Records excerpted from a collection —
===
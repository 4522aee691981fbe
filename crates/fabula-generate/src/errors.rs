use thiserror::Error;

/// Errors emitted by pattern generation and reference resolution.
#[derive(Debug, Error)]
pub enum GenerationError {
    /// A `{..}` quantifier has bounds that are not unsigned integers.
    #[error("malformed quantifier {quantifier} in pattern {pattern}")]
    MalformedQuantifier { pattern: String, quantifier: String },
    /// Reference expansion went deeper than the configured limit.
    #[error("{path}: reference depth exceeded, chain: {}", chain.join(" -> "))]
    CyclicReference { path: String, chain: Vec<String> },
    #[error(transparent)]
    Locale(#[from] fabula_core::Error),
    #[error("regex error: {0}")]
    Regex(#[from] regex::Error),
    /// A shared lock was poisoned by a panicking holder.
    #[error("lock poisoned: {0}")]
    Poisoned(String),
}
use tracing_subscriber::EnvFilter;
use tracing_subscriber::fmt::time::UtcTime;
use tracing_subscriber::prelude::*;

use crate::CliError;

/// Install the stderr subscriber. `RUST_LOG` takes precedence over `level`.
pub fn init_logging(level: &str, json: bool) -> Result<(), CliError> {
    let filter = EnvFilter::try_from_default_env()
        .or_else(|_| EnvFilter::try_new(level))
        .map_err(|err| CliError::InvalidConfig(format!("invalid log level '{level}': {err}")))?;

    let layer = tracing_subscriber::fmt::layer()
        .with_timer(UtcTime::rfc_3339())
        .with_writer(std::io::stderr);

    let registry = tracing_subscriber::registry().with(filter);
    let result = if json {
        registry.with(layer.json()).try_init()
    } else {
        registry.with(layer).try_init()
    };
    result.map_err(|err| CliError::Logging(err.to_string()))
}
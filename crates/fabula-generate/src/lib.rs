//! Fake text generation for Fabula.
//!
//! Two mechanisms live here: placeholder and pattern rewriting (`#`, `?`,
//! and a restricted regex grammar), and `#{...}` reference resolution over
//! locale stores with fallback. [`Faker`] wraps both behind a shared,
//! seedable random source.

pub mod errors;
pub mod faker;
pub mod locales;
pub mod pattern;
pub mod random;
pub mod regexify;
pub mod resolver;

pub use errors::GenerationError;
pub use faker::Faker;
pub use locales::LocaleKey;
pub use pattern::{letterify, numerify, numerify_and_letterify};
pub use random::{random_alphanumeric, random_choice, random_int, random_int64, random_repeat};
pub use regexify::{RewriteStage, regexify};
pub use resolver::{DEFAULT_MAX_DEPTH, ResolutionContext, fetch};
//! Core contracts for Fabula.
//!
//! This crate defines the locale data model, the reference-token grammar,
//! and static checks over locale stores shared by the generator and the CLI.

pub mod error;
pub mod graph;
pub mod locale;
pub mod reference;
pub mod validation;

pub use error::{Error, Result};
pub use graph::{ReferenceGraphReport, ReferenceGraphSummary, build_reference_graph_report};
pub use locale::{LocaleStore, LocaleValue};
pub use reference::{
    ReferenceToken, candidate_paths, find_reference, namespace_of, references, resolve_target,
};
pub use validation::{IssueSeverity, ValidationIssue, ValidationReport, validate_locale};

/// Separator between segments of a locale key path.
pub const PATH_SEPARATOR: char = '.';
===
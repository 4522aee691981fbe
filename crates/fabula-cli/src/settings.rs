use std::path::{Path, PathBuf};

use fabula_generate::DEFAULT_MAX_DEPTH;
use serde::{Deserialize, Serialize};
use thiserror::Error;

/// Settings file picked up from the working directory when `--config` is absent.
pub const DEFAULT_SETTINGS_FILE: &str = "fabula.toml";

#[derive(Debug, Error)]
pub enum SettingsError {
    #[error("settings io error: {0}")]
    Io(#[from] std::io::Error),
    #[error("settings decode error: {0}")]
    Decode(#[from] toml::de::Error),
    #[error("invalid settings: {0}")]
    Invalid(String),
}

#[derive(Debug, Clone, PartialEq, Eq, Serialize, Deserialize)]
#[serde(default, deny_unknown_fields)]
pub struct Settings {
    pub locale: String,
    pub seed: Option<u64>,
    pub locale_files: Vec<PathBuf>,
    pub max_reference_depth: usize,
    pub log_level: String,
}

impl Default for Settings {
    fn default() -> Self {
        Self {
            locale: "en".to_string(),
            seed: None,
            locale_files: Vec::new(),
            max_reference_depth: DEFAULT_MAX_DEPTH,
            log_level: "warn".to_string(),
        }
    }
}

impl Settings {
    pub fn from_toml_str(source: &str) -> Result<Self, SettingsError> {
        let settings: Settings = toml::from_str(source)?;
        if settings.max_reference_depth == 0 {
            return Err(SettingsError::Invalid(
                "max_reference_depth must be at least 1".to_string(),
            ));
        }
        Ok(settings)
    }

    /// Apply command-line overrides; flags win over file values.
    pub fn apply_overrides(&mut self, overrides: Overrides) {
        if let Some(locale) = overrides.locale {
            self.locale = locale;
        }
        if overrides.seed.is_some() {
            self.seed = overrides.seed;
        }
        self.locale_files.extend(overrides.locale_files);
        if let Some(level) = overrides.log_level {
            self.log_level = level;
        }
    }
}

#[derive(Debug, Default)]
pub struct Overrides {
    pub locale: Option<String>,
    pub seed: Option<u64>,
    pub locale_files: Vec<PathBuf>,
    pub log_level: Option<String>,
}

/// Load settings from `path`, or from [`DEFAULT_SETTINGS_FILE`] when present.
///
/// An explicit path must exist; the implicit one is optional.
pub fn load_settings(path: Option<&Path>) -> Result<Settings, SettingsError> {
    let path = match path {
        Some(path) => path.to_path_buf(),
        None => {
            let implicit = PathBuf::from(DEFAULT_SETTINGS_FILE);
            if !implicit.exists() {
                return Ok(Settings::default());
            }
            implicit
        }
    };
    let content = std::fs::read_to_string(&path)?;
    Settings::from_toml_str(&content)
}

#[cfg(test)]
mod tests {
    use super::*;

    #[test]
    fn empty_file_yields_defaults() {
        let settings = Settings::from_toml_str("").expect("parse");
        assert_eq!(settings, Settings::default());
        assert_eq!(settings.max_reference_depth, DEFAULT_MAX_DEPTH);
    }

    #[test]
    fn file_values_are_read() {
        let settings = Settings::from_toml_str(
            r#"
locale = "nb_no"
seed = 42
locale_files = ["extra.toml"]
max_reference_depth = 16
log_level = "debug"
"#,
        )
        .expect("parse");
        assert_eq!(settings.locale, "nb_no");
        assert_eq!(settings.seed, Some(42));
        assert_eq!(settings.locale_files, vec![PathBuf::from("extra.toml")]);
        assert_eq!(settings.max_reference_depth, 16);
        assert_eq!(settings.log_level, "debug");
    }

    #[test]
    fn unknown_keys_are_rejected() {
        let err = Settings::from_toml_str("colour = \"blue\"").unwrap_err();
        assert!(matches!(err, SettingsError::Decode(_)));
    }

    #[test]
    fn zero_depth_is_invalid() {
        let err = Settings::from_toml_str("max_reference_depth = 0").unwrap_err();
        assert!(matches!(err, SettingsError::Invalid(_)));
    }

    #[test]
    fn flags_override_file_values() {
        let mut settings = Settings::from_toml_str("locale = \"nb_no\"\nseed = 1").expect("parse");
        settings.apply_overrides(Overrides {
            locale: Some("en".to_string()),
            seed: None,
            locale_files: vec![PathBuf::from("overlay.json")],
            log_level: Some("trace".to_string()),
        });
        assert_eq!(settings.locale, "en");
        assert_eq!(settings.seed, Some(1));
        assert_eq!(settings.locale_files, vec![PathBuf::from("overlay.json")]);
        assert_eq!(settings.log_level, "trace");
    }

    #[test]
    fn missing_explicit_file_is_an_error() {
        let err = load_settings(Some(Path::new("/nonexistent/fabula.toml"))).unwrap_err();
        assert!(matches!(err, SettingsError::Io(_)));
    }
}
===
Task prompt — Where in the records does the word "crates" appear? Copy each line that holds it.

Exercise response —
filename crates/fabula-generate/src/errors.rs
filename crates/fabula-generate/src/lib.rs
filename crates/fabula-cli/src/settings.rs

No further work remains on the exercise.